Более того, «техника» здесь очень неточное слово. Даже обидное. Амарсана Улзытуев применил к современной поэзии термин, обычно относящийся к иным родам искусств: «исполнительское мастерство». Характеристика не имеет отношения к слэмовой составляющей, к подаче стиха. Проще будет использовать футбольную метафору: когда Дан Магнесс сутки напролет жонглирует мячом, не давая тому опуститься на землю, это техника. А когда Лионель Месси забивает свои невероятные голы, это исполнительское мастерство.
Так вот: исполнительское мастерство Суховей впечатляет.
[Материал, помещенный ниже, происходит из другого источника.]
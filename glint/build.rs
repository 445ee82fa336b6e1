use std::io::prelude::*;
use std::{env, error::Error, fs, fs::File, path::Path};

// Specify the correct GLSL version in the shaders at build time.
fn main() -> Result<(), Box<dyn Error>> {
    let out_dir = env::var_os("OUT_DIR").expect("missing output directory");
    let target = env::var("TARGET").expect("missing compilation target");

    let version = match target.as_str() {
        "wasm32-unknown-unknown" => "300 es",

        // Below OpenGL 3.3, the GLSL and OpenGL version numbers do not match.
        // https://www.khronos.org/opengl/wiki/Core_Language_(GLSL)#OpenGL_and_GLSL_versions
        _ => "330 core",
    };

    for entry in fs::read_dir("shaders")? {
        let shader_file = entry?;
        let path = shader_file.path();
        let mut shader_source = File::open(&path)?;

        let mut version_shader_source = format!("#version {}\n", version);
        shader_source.read_to_string(&mut version_shader_source)?;

        let out_path = Path::new(&out_dir).join(&path);
        fs::create_dir_all(Path::new(&out_dir).join(Path::new("shaders")))?;
        fs::write(&out_path, version_shader_source.as_bytes())?;
    }

    Ok(())
}
use crate::app::{InputState, ViewportSize};
use crate::render::{
    self, Buffer, Context, Program, Uniform, UniformValue, VertexArrayObject, VertexBufferLayout,
};
use crate::settings::Settings;

use glow::HasContext;
use std::rc::Rc;

static TRIANGLE_VERT_SHADER: &str =
    include_str!(concat!(env!("OUT_DIR"), "/shaders/triangle.vert"));
static TRIANGLE_FRAG_SHADER: &str =
    include_str!(concat!(env!("OUT_DIR"), "/shaders/triangle.frag"));

const VERTEX_COUNT: i32 = 3;
const COORDS_PER_VERTEX: u32 = 3;

/// The GL pipeline for the triangle: one shader program, one vertex buffer,
/// and the vertex layout recorded in a vertex array.
///
/// All GL objects are deleted when the renderer is dropped, so a renderer
/// must not outlive the context it was created with.
pub struct Renderer {
    context: Context,
    settings: Rc<Settings>,

    triangle_program: Program,
    #[allow(dead_code)]
    triangle_vertices: Buffer,
    triangle: VertexArrayObject,
}

impl Renderer {
    pub fn new(context: &Context, settings: &Rc<Settings>) -> Result<Self, render::Problem> {
        let triangle_program =
            Program::new(context, (TRIANGLE_VERT_SHADER, TRIANGLE_FRAG_SHADER))?;

        let triangle_vertices = Buffer::from_f32(
            context,
            &triangle_vertices(settings.triangle_size),
            glow::ARRAY_BUFFER,
            glow::STATIC_DRAW,
        )?;

        let triangle = VertexArrayObject::new(
            context,
            &triangle_program,
            &[(
                &triangle_vertices,
                VertexBufferLayout {
                    name: "position",
                    size: COORDS_PER_VERTEX,
                    type_: glow::FLOAT,
                    ..Default::default()
                },
            )],
        )?;

        Ok(Self {
            context: Rc::clone(context),
            settings: Rc::clone(settings),
            triangle_program,
            triangle_vertices,
            triangle,
        })
    }

    /// Draw one frame, placing the triangle at the last touch position.
    pub fn draw(&self, viewport: ViewportSize, input: &InputState) {
        let [red, green, blue, alpha] = self.settings.clear_color;

        unsafe {
            self.context
                .viewport(0, 0, viewport.width as i32, viewport.height as i32);
            self.context.clear_color(red, green, blue, alpha);
            self.context.clear(glow::COLOR_BUFFER_BIT);
        }

        self.triangle_program.use_program();

        let offset = clip_offset(input.x, input.y, viewport);
        let color = [1.0, input.green(self.settings.green_step), 0.0, 1.0];
        self.triangle_program.set_uniforms(&[
            &Uniform {
                name: "offset",
                value: UniformValue::Vec2(&offset),
            },
            &Uniform {
                name: "color",
                value: UniformValue::Vec4(&color),
            },
        ]);

        unsafe {
            self.context.bind_vertex_array(Some(self.triangle.id));
            self.context.draw_arrays(glow::TRIANGLES, 0, VERTEX_COUNT);
            self.context.bind_vertex_array(None);
        }
    }
}

/// Map a touch position in pixels to a clip-space offset.
///
/// Pixel Y grows downwards while clip-space Y grows upwards, so the Y axis
/// is flipped.
pub fn clip_offset(x: f32, y: f32, viewport: ViewportSize) -> [f32; 2] {
    [
        (x / viewport.width as f32) * 2.0 - 1.0,
        -((y / viewport.height as f32) * 2.0 - 1.0),
    ]
}

// Top, bottom left, bottom right.
#[rustfmt::skip]
fn triangle_vertices(size: f32) -> [f32; 9] {
    [
        0.0,   size, 0.0,
        -size, -size, 0.0,
        size,  -size, 0.0,
    ]
}

#[cfg(test)]
mod test {
    use super::*;
    use approx::assert_relative_eq;

    #[test]
    fn maps_the_top_left_corner_to_minus_one_plus_one() {
        let viewport = ViewportSize::new(414, 896);
        let [x, y] = clip_offset(0.0, 0.0, viewport);
        assert_relative_eq!(x, -1.0);
        assert_relative_eq!(y, 1.0);
    }

    #[test]
    fn maps_the_bottom_right_corner_to_plus_one_minus_one() {
        let viewport = ViewportSize::new(414, 896);
        let [x, y] = clip_offset(414.0, 896.0, viewport);
        assert_relative_eq!(x, 1.0);
        assert_relative_eq!(y, -1.0);
    }

    #[test]
    fn maps_the_center_to_the_origin() {
        let viewport = ViewportSize::new(1280, 800);
        let [x, y] = clip_offset(640.0, 400.0, viewport);
        assert_relative_eq!(x, 0.0);
        assert_relative_eq!(y, 0.0);
    }

    #[test]
    fn builds_a_symmetric_triangle_in_the_xy_plane() {
        let vertices = triangle_vertices(0.4);

        let top = &vertices[0..3];
        let bottom_left = &vertices[3..6];
        let bottom_right = &vertices[6..9];

        assert_eq!(top, &[0.0, 0.4, 0.0]);
        assert_eq!(bottom_left, &[-0.4, -0.4, 0.0]);
        assert_eq!(bottom_right, &[0.4, -0.4, 0.0]);
    }
}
Как и способность к мгновенному ориентированию. Она легко вовлекает в орбиту именитых предшественников, причем достаточно неочевидным образом. Скажем, «стихотворение про дворника, написанное с использованием одного слова, повторенного 12 раз»:
* * *
шурх шурх
шурхшурх, –
это ж явная отсылка к ценимому ею Вс. Некрасову:
* * *
лыжи лыжи
лыжи лыжи
живы живы
живы живы
<…>
тихо тихо
бух бух бух
хорош хорош
шурух шурух
Только отсылка, заостряющая посыл оригинала. И вся книга «По существу» об этом. О дохождении до сути. Всеохватная такая книга, тщательно стремящаяся показать (хотя б на уровне концепции) максимум возможностей русского шестистишия. Это, разумеется, хорошо и здорово, только… Только раз уж мы привели в коротком тексте столько разных цитат, еще одна не повредит. Тем более, цитата классическая, замученная до зевоты. Из письма Чернышевского Некрасову (другому): «…лично на меня Ваши пьесы без тенденции производят сильнейшее впечатление, нежели пьесы с тенденциею».
Вот и читая книгу шестистиший подряд, ловишь себя на похожей мысли. Там, где автор не подразумевает некоторой технической, концептуальной или иной внепоэтической цели, все выходит особенно замечательно. Как, например, в хронологически первом шестистишии:
Уже связать не в состояньи свитер
Уже связать не в состояньи рукавицы
Уже связать не в состояньи шапку
Уже связать не в состояньи шарф
Уже не то чтобы не в силах показать
Узор но даже типы петель
В дальнейшем пропорция текстов, созданных «без тенденции», и текстов иных сохраняется. Нет-нет, интересны практически все из представленных стихотворений. Только вот Раймон Кено уже написал «Сто тысяч миллиардов стихотворений» почти шестьдесят лет тому назад. Показав тем самым принципиальную нерешаемость задач на исчерпание в поэзии.
А стало быть, зачем? Найдено крайне удачное соотношение способа и цели высказывания, написано некоторое количество отличных стихотворений. Более того, поэтика кажется вполне «открывающей», приглашающей в собственный мир других авторов. Форма замечательно обновлена. Продолжение явно следует. Чего же боле?